İngiliz yönetmen Ken Loach, Torino Festivali Ömür Boyu Başarı Ödülü’nü reddetti. Organizatörlerin işçilere dayattığı ağır çalışma koşullarını eleştiren yönetmen, taşeronlaşmaya, işçilerin ücretlerinin aşağı çekilmesine, işten atmalara karşı bir açıklama yayımladı.
soL Haber’de yer alan habere göre Ken Loach’ın açıklaması şu şekilde:
“Torino Film Festivali tarafından bana verilen ödülü -kendim ve filmlerimizde çalışan herkes için almaktan onur duyacağım bir ödül- büyük bir üzüntüyle reddetmek zorunda kalıyorum.

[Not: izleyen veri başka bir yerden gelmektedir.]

use anyhow::{Context, Result};
use clap::{Parser, Subcommand};
use std::fs;
use std::path::{Path, PathBuf};
use subscription_review::{
    parse_feedback, BatchReviewer, DecisionEngine, FeedbackLoop, RegistryStore, ResponseLog,
    ReviewConfig,
};
use tracing_subscriber::EnvFilter;

#[derive(Parser)]
#[command(name = "subscription-review", version, about = "Triage subscription questionnaires")]
struct Cli {
    /// JSON config file (defaults apply to any key it omits)
    #[arg(long, global = true)]
    config: Option<PathBuf>,

    /// Override the registry path
    #[arg(long, global = true)]
    registry: Option<PathBuf>,

    /// Override the decision log path
    #[arg(long, global = true)]
    responses: Option<PathBuf>,

    /// Override the feedback log path
    #[arg(long, global = true)]
    feedback_log: Option<PathBuf>,

    #[command(subcommand)]
    command: Command,
}

#[derive(Subcommand)]
enum Command {
    /// Review every questionnaire in a JSON array or CSV file
    Review { input: PathBuf },

    /// Inspect or edit registry keywords
    Keywords {
        #[command(subcommand)]
        action: KeywordAction,
    },

    /// Inspect or edit registry patterns
    Patterns {
        #[command(subcommand)]
        action: PatternAction,
    },

    /// Submit reviewer corrections (one object or an array)
    Feedback { file: PathBuf },

    /// Show logged decisions for a questionnaire
    Decisions { questionnaire_id: String },
}

#[derive(Subcommand)]
enum KeywordAction {
    List,
    Add {
        category: String,
        term: String,
        #[arg(long)]
        description: Option<String>,
    },
    Remove {
        category: String,
        term: String,
    },
}

#[derive(Subcommand)]
enum PatternAction {
    List,
    Add { pattern: String, description: String },
    Remove { pattern: String },
}

fn main() -> Result<()> {
    tracing_subscriber::fmt()
        .with_env_filter(
            EnvFilter::try_from_default_env().unwrap_or_else(|_| EnvFilter::new("info")),
        )
        .with_writer(std::io::stderr)
        .init();

    let cli = Cli::parse();
    let config = load_config(&cli)?;

    match cli.command {
        Command::Review { input } => run_review(&config, &input),
        Command::Keywords { action } => run_keywords(&config, action),
        Command::Patterns { action } => run_patterns(&config, action),
        Command::Feedback { file } => run_feedback(&config, &file),
        Command::Decisions { questionnaire_id } => run_decisions(&config, &questionnaire_id),
    }
}

fn load_config(cli: &Cli) -> Result<ReviewConfig> {
    let mut config = match &cli.config {
        Some(path) => ReviewConfig::from_file(path)?,
        None => ReviewConfig::default(),
    };

    if let Some(path) = &cli.registry {
        config.registry_path = path.clone();
    }
    if let Some(path) = &cli.responses {
        config.response_path = path.clone();
    }
    if let Some(path) = &cli.feedback_log {
        config.feedback_path = path.clone();
    }

    Ok(config)
}

fn run_review(config: &ReviewConfig, input: &Path) -> Result<()> {
    let engine = DecisionEngine::new(config.policy()?);
    let mut store = RegistryStore::load(&config.registry_path)?;
    let log = ResponseLog::new(&config.response_path);

    println!("📂 Reviewing {}", input.display());
    let summary = BatchReviewer::new(&engine, &mut store, &log).review_file(input)?;

    for error in &summary.errors {
        eprintln!("❌ {}: {}", error.questionnaire_id, error.message);
    }
    println!("✓ {}", summary.summary());
    println!("✓ Results saved to {}", log.path().display());

    Ok(())
}

fn run_keywords(config: &ReviewConfig, action: KeywordAction) -> Result<()> {
    let mut store = RegistryStore::load(&config.registry_path)?;

    match action {
        KeywordAction::List => {
            for (name, category) in &store.registry().keywords {
                println!("{} [{}] - {}", name, category.risk_category, category.description);
                for term in &category.examples {
                    println!("  - {}", term);
                }
            }
        }
        KeywordAction::Add {
            category,
            term,
            description,
        } => {
            if store.add_keyword(&category, &term, description.as_deref())? {
                println!("✓ Added '{}' to {}", term, category);
            } else {
                println!("'{}' already in {}", term, category);
            }
        }
        KeywordAction::Remove { category, term } => {
            if store.remove_keyword(&category, &term)? {
                println!("✓ Removed '{}' from {}", term, category);
            } else {
                println!("'{}' not found in {}", term, category);
            }
        }
    }

    Ok(())
}

fn run_patterns(config: &ReviewConfig, action: PatternAction) -> Result<()> {
    let mut store = RegistryStore::load(&config.registry_path)?;

    match action {
        PatternAction::List => {
            for entry in &store.registry().patterns {
                println!("- {}: {}", entry.pattern, entry.description);
            }
        }
        PatternAction::Add {
            pattern,
            description,
        } => {
            if store.add_pattern(&pattern, &description)? {
                println!("✓ Added pattern /{}/", pattern);
            } else {
                println!("Pattern /{}/ already registered", pattern);
            }
        }
        PatternAction::Remove { pattern } => {
            if store.remove_pattern(&pattern)? {
                println!("✓ Removed pattern /{}/", pattern);
            } else {
                println!("Pattern /{}/ not found", pattern);
            }
        }
    }

    Ok(())
}

fn run_feedback(config: &ReviewConfig, file: &Path) -> Result<()> {
    let content = fs::read_to_string(file)
        .with_context(|| format!("Failed to read feedback file: {:?}", file))?;

    let feedback = parse_feedback(&content)
        .with_context(|| format!("Invalid feedback JSON in {:?}", file))?;

    let mut store = RegistryStore::load(&config.registry_path)?;
    let feedback_loop = FeedbackLoop::new(&config.feedback_path);

    for item in feedback {
        let record = feedback_loop.submit(&mut store, item)?;
        if record.learned_terms.is_empty() {
            println!("✓ {} recorded", record.feedback.questionnaire.questionnaire_id);
        } else {
            println!(
                "✓ {} recorded, learned: {}",
                record.feedback.questionnaire.questionnaire_id,
                record.learned_terms.join(", ")
            );
        }
    }

    Ok(())
}

fn run_decisions(config: &ReviewConfig, questionnaire_id: &str) -> Result<()> {
    let log = ResponseLog::new(&config.response_path);
    let decisions = log.find(questionnaire_id)?;

    if decisions.is_empty() {
        println!("No decisions logged for {}", questionnaire_id);
    }
    for decision in decisions {
        println!("{}", decision.summary());
    }

    Ok(())
}
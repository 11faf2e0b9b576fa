// ✅ Field Validator - structural completeness checks
// Reports which required fields are missing or invalid, in configured order.

use crate::questionnaire::Questionnaire;
use serde::{Deserialize, Serialize};
use std::fmt;
use std::str::FromStr;

// ============================================================================
// REQUIRED FIELDS
// ============================================================================

/// A questionnaire field that configuration can mark as required.
#[derive(Debug, Clone, Copy, PartialEq, Eq, Hash, Serialize, Deserialize)]
#[serde(rename_all = "snake_case")]
pub enum RequiredField {
    InvestorName,
    InvestorAddress,
    InvestmentAmount,
    IsAccreditedInvestor,
    AccreditationDetails,
    SourceOfFundsDescription,
    TaxIdProvided,
    SignaturePresent,
    SubmissionDate,
    InvestorType,
}

/// How a field is judged present
#[derive(Debug, Clone, Copy, PartialEq, Eq)]
pub enum FieldKind {
    /// Boolean that must be true (signature, tax id)
    AffirmedFlag,
    /// Boolean that is always present; its value is judged elsewhere
    Flag,
    /// Text that must not be absent or blank
    Text,
    /// Amount that must exceed the configured minimum
    Amount,
}

impl RequiredField {
    pub const ALL: [RequiredField; 10] = [
        RequiredField::InvestorName,
        RequiredField::InvestorAddress,
        RequiredField::InvestmentAmount,
        RequiredField::IsAccreditedInvestor,
        RequiredField::AccreditationDetails,
        RequiredField::SourceOfFundsDescription,
        RequiredField::TaxIdProvided,
        RequiredField::SignaturePresent,
        RequiredField::SubmissionDate,
        RequiredField::InvestorType,
    ];

    pub fn as_str(&self) -> &'static str {
        match self {
            RequiredField::InvestorName => "investor_name",
            RequiredField::InvestorAddress => "investor_address",
            RequiredField::InvestmentAmount => "investment_amount",
            RequiredField::IsAccreditedInvestor => "is_accredited_investor",
            RequiredField::AccreditationDetails => "accreditation_details",
            RequiredField::SourceOfFundsDescription => "source_of_funds_description",
            RequiredField::TaxIdProvided => "tax_id_provided",
            RequiredField::SignaturePresent => "signature_present",
            RequiredField::SubmissionDate => "submission_date",
            RequiredField::InvestorType => "investor_type",
        }
    }

    pub fn kind(&self) -> FieldKind {
        match self {
            RequiredField::TaxIdProvided | RequiredField::SignaturePresent => {
                FieldKind::AffirmedFlag
            }
            RequiredField::IsAccreditedInvestor => FieldKind::Flag,
            RequiredField::InvestmentAmount => FieldKind::Amount,
            _ => FieldKind::Text,
        }
    }

    fn text<'q>(&self, q: &'q Questionnaire) -> Option<&'q str> {
        match self {
            RequiredField::InvestorName => Some(&q.investor_name),
            RequiredField::InvestorAddress => q.investor_address.as_deref(),
            RequiredField::AccreditationDetails => Some(&q.accreditation_details),
            RequiredField::SourceOfFundsDescription => Some(&q.source_of_funds_description),
            RequiredField::SubmissionDate => Some(&q.submission_date),
            RequiredField::InvestorType => q.investor_type.as_deref(),
            _ => None,
        }
    }

    fn flag(&self, q: &Questionnaire) -> bool {
        match self {
            RequiredField::TaxIdProvided => q.tax_id_provided,
            RequiredField::SignaturePresent => q.signature_present,
            RequiredField::IsAccreditedInvestor => q.is_accredited_investor,
            _ => false,
        }
    }

    /// Is this field deficient on `q`?
    pub fn is_missing(&self, q: &Questionnaire, min_investment_amount: f64) -> bool {
        match self.kind() {
            FieldKind::AffirmedFlag => !self.flag(q),
            FieldKind::Flag => false,
            FieldKind::Text => self.text(q).map_or(true, |s| s.trim().is_empty()),
            FieldKind::Amount => !amount_exceeds(q.investment_amount, min_investment_amount),
        }
    }
}

impl fmt::Display for RequiredField {
    fn fmt(&self, f: &mut fmt::Formatter<'_>) -> fmt::Result {
        f.write_str(self.as_str())
    }
}

impl FromStr for RequiredField {
    type Err = String;

    fn from_str(s: &str) -> Result<Self, Self::Err> {
        RequiredField::ALL
            .iter()
            .copied()
            .find(|field| field.as_str() == s.trim())
            .ok_or_else(|| format!("unknown questionnaire field: {}", s))
    }
}

/// Amount present and strictly greater than the minimum
pub fn amount_exceeds(amount: Option<f64>, min_investment_amount: f64) -> bool {
    matches!(amount, Some(a) if a > min_investment_amount)
}

// ============================================================================
// VALIDATE
// ============================================================================

/// Names of the required fields that are missing or invalid, in the order
/// they were configured.
pub fn validate(
    questionnaire: &Questionnaire,
    required_fields: &[RequiredField],
    min_investment_amount: f64,
) -> Vec<String> {
    required_fields
        .iter()
        .filter(|field| field.is_missing(questionnaire, min_investment_amount))
        .map(|field| field.as_str().to_string())
        .collect()
}

// ============================================================================
// TESTS
// ============================================================================

#[cfg(test)]
mod tests {
    use super::*;
    use crate::questionnaire::tests::clean_questionnaire;

    fn default_fields() -> Vec<RequiredField> {
        vec![
            RequiredField::InvestorName,
            RequiredField::InvestorAddress,
            RequiredField::InvestmentAmount,
            RequiredField::IsAccreditedInvestor,
            RequiredField::SignaturePresent,
            RequiredField::TaxIdProvided,
        ]
    }

    #[test]
    fn test_clean_questionnaire_has_no_missing_fields() {
        let q = clean_questionnaire("Q-1");
        assert!(validate(&q, &default_fields(), 0.0).is_empty());
    }

    #[test]
    fn test_missing_fields_follow_configured_order() {
        let mut q = clean_questionnaire("Q-2");
        q.tax_id_provided = false;
        q.investor_address = Some("   ".to_string());
        q.signature_present = false;

        let missing = validate(&q, &default_fields(), 0.0);

        assert_eq!(
            missing,
            vec!["investor_address", "signature_present", "tax_id_provided"]
        );
    }

    #[test]
    fn test_amount_not_above_minimum_is_reported() {
        let mut q = clean_questionnaire("Q-3");

        q.investment_amount = None;
        assert_eq!(validate(&q, &default_fields(), 0.0), vec!["investment_amount"]);

        q.investment_amount = Some(0.0);
        assert_eq!(validate(&q, &default_fields(), 0.0), vec!["investment_amount"]);

        q.investment_amount = Some(50_000.0);
        assert_eq!(
            validate(&q, &default_fields(), 50_000.0),
            vec!["investment_amount"]
        );

        q.investment_amount = Some(50_000.01);
        assert!(validate(&q, &default_fields(), 50_000.0).is_empty());
    }

    #[test]
    fn test_accreditation_flag_is_never_missing() {
        let mut q = clean_questionnaire("Q-4");
        q.is_accredited_investor = false;
        assert!(validate(&q, &[RequiredField::IsAccreditedInvestor], 0.0).is_empty());
    }

    #[test]
    fn test_unconfigured_fields_are_ignored() {
        let mut q = clean_questionnaire("Q-5");
        q.investor_type = None;
        q.submission_date = String::new();

        assert!(validate(&q, &default_fields(), 0.0).is_empty());
        assert_eq!(
            validate(&q, &[RequiredField::SubmissionDate, RequiredField::InvestorType], 0.0),
            vec!["submission_date", "investor_type"]
        );
    }

    #[test]
    fn test_required_field_from_str() {
        assert_eq!(
            "signature_present".parse::<RequiredField>().unwrap(),
            RequiredField::SignaturePresent
        );
        assert!("signature".parse::<RequiredField>().is_err());

        for field in RequiredField::ALL {
            assert_eq!(field.as_str().parse::<RequiredField>().unwrap(), field);
        }
    }
}
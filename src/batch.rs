// 📦 Batch Review - questionnaire documents in, decisions out
// Records are evaluated one at a time in input order. A bad record is
// reported and skipped; the rest of the batch still runs.

use crate::engine::DecisionEngine;
use crate::questionnaire::{Classification, Questionnaire};
use crate::registry::RegistryStore;
use crate::response_log::ResponseLog;
use anyhow::{Context, Result};
use serde::{Deserialize, Serialize};
use std::fs;
use std::path::Path;
use tracing::{info, warn};

// ============================================================================
// INPUT
// ============================================================================

/// One record from the input document, decoded or not
#[derive(Debug)]
pub struct InputRecord {
    /// Questionnaire id if one could be read, else `#<position>`
    pub label: String,
    pub questionnaire: std::result::Result<Questionnaire, String>,
}

/// Input document format, chosen by file extension
#[derive(Debug, Clone, Copy, PartialEq, Eq)]
pub enum InputFormat {
    Json,
    Csv,
}

impl InputFormat {
    pub fn detect(path: &Path) -> Self {
        match path.extension().and_then(|e| e.to_str()) {
            Some(ext) if ext.eq_ignore_ascii_case("csv") => InputFormat::Csv,
            _ => InputFormat::Json,
        }
    }
}

/// Read every record of a questionnaire document.
///
/// Fails only if the document as a whole cannot be read; individual bad
/// records come back as `Err` entries.
pub fn load_records(path: &Path) -> Result<Vec<InputRecord>> {
    match InputFormat::detect(path) {
        InputFormat::Json => {
            let content = fs::read_to_string(path)
                .with_context(|| format!("Failed to read questionnaire file: {:?}", path))?;
            decode_json(&content).with_context(|| format!("Invalid JSON in {:?}", path))
        }
        InputFormat::Csv => {
            let reader = csv::Reader::from_path(path)
                .with_context(|| format!("Failed to open CSV file: {:?}", path))?;
            decode_csv(reader)
        }
    }
}

/// A JSON array of questionnaire objects
pub fn decode_json(content: &str) -> Result<Vec<InputRecord>> {
    let values: Vec<serde_json::Value> =
        serde_json::from_str(content).context("Expected a JSON array of questionnaires")?;

    Ok(values
        .into_iter()
        .enumerate()
        .map(|(index, value)| {
            let label = value
                .get("questionnaire_id")
                .and_then(|v| v.as_str())
                .map(str::to_string)
                .unwrap_or_else(|| format!("#{}", index + 1));
            let questionnaire = serde_json::from_value(value).map_err(|e| e.to_string());
            InputRecord {
                label,
                questionnaire,
            }
        })
        .collect())
}

/// CSV with a header row naming the questionnaire fields
pub fn decode_csv<R: std::io::Read>(mut reader: csv::Reader<R>) -> Result<Vec<InputRecord>> {
    let headers = reader.headers().context("Failed to read CSV header")?.clone();
    let id_column = headers.iter().position(|h| h.trim() == "questionnaire_id");

    let mut records = Vec::new();
    for (index, row) in reader.records().enumerate() {
        let fallback = format!("#{}", index + 1);
        let record = match row {
            Ok(row) => {
                let label = id_column
                    .and_then(|i| row.get(i))
                    .filter(|id| !id.trim().is_empty())
                    .map(str::to_string)
                    .unwrap_or(fallback);
                let questionnaire = row
                    .deserialize::<Questionnaire>(Some(&headers))
                    .map_err(|e| e.to_string());
                InputRecord {
                    label,
                    questionnaire,
                }
            }
            Err(e) => InputRecord {
                label: fallback,
                questionnaire: Err(e.to_string()),
            },
        };
        records.push(record);
    }

    Ok(records)
}

// ============================================================================
// SUMMARY
// ============================================================================

#[derive(Debug, Clone, PartialEq, Eq, Serialize, Deserialize)]
pub struct RecordError {
    pub questionnaire_id: String,
    pub message: String,
}

#[derive(Debug, Clone, Default, PartialEq, Eq, Serialize, Deserialize)]
pub struct BatchSummary {
    pub total: usize,
    pub succeeded: usize,
    pub failed: usize,
    pub approved: usize,
    pub returned: usize,
    pub escalated: usize,
    pub errors: Vec<RecordError>,
}

impl BatchSummary {
    fn record_success(&mut self, classification: Classification) {
        self.succeeded += 1;
        match classification {
            Classification::Approve => self.approved += 1,
            Classification::Return => self.returned += 1,
            Classification::Escalate => self.escalated += 1,
        }
    }

    fn record_failure(&mut self, questionnaire_id: &str, message: String) {
        warn!(questionnaire_id, error = %message, "questionnaire skipped");
        self.failed += 1;
        self.errors.push(RecordError {
            questionnaire_id: questionnaire_id.to_string(),
            message,
        });
    }

    pub fn summary(&self) -> String {
        format!(
            "{} questionnaires: {} succeeded, {} failed | {} approved, {} returned, {} escalated",
            self.total,
            self.succeeded,
            self.failed,
            self.approved,
            self.returned,
            self.escalated
        )
    }
}

// ============================================================================
// BATCH REVIEW
// ============================================================================

pub struct BatchReviewer<'a> {
    engine: &'a DecisionEngine,
    store: &'a mut RegistryStore,
    log: &'a ResponseLog,
}

impl<'a> BatchReviewer<'a> {
    pub fn new(engine: &'a DecisionEngine, store: &'a mut RegistryStore, log: &'a ResponseLog) -> Self {
        BatchReviewer { engine, store, log }
    }

    /// Review every questionnaire in the document at `path`.
    pub fn review_file(&mut self, path: &Path) -> Result<BatchSummary> {
        let records = load_records(path)?;
        if records.is_empty() {
            info!(path = %path.display(), "no questionnaires in input");
        }
        self.review_records(records)
    }

    pub fn review_records(&mut self, records: Vec<InputRecord>) -> Result<BatchSummary> {
        let mut summary = BatchSummary {
            total: records.len(),
            ..BatchSummary::default()
        };

        for record in records {
            let questionnaire = match record.questionnaire {
                Ok(q) => q,
                Err(message) => {
                    summary.record_failure(&record.label, message);
                    continue;
                }
            };

            // Pick up registry changes made by the feedback loop mid-run
            self.store
                .refresh()
                .with_context(|| format!("Failed to refresh registry {:?}", self.store.path()))?;
            let screening = self.store.snapshot();

            let decision = match self.engine.evaluate(&questionnaire, &screening) {
                Ok(decision) => decision,
                Err(e) => {
                    summary.record_failure(&record.label, e.to_string());
                    continue;
                }
            };

            if let Err(e) = self.log.append(&decision) {
                summary.record_failure(&record.label, e.to_string());
                continue;
            }

            info!(
                questionnaire_id = %decision.questionnaire_id,
                decision = %decision.decision,
                reason = decision.escalation_reason.as_deref().unwrap_or(""),
                "questionnaire reviewed"
            );
            summary.record_success(decision.decision);
        }

        Ok(summary)
    }
}

// ============================================================================
// TESTS
// ============================================================================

Festivaller, Avrupa’da ve tüm dünyada sinematografiyi teşvik etmede önemli bir işleve sahiptir ve Torino, sinema sevgisini ve tutkusunu canlandırmaya açıkça katkıda bulunan mükemmel bir üne sahiptir.
Ancak ciddi bir sorun var, en düşük ücretli işçiler tarafından yürütülen hizmetlerin taşeronlaştırılması meselesi. Her zaman olduğu gibi, gerekçe tasarruftur ve sözleşmeyi alan şirket maaşları ve personel sayısını aşağı çeker. Çatışmayı körüklemek için tasarlanmış bir reçete. Bunun tüm Avrupa'da yaşanıyor olması, bu uygulamayı kabul edilebilir kılmaz.
Torino'da Ulusal Sinema Müzesi'nin temizlik ve güvenlik hizmetleri REAR Kooperatif’e devredildi. Maaşlarda yapılan bir kesintinin ardından işçiler zorbalık ve kötü muamele gördüklerini bildirdiler. Birkaç işçi işten çıkarıldı. En düşük ücretli işçiler, en savunmasız olanlar, bu nedenle, maaş kesintisine karşı çıktıkları için işlerini kaybettiler. Açıkçası, bizimkinden farklı çalışma uygulamalarına sahip başka bir ülkede meydana gelen bir anlaşmazlığın ayrıntılarını kavramak bizim için zor, ancak bu, ilkelerin belirsiz olduğu anlamına gelmiyor. Bu duruma hizmet veren kuruluş gözlerini kapatamaz, işçiler dışarıdan bir firma tarafından istihdam edilmiş olsalar bile kendisi için çalışanlar için sorumluluk almak zorundadır. Bu durumda Müzenin işçiler ve sendikaları ile diyalog kurmasını, işten atılan işçilerin yeniden işe alınmasını sağlamasını ve kendi işe alma politikasını gözden geçirmesini beklerdim.
En yoksul insanların, sorumlu olmadıkları bir ekonomik krizin bedelini ödemeleri doğru değil.
Bu konuya adanmış bir film yaptık, ‘Ekmek ve Güller’. Hakları için mücadele ettikleri gerekçesiyle işten atılan işçilerin dayanışma talebine nasıl sırtımı dönebilirim? Ödülü kabul etmek ve kendimi bazı eleştirel yorumlarla sınırlamak zayıf ve ikiyüzlü bir davranış olurdu. Ekranda bir şey söyleyip sonra davranışlarımızla ihanet edemeyiz. Bu nedenle büyük bir üzüntüyle de olsa ödülü reddetmek zorunda kalıyorum.”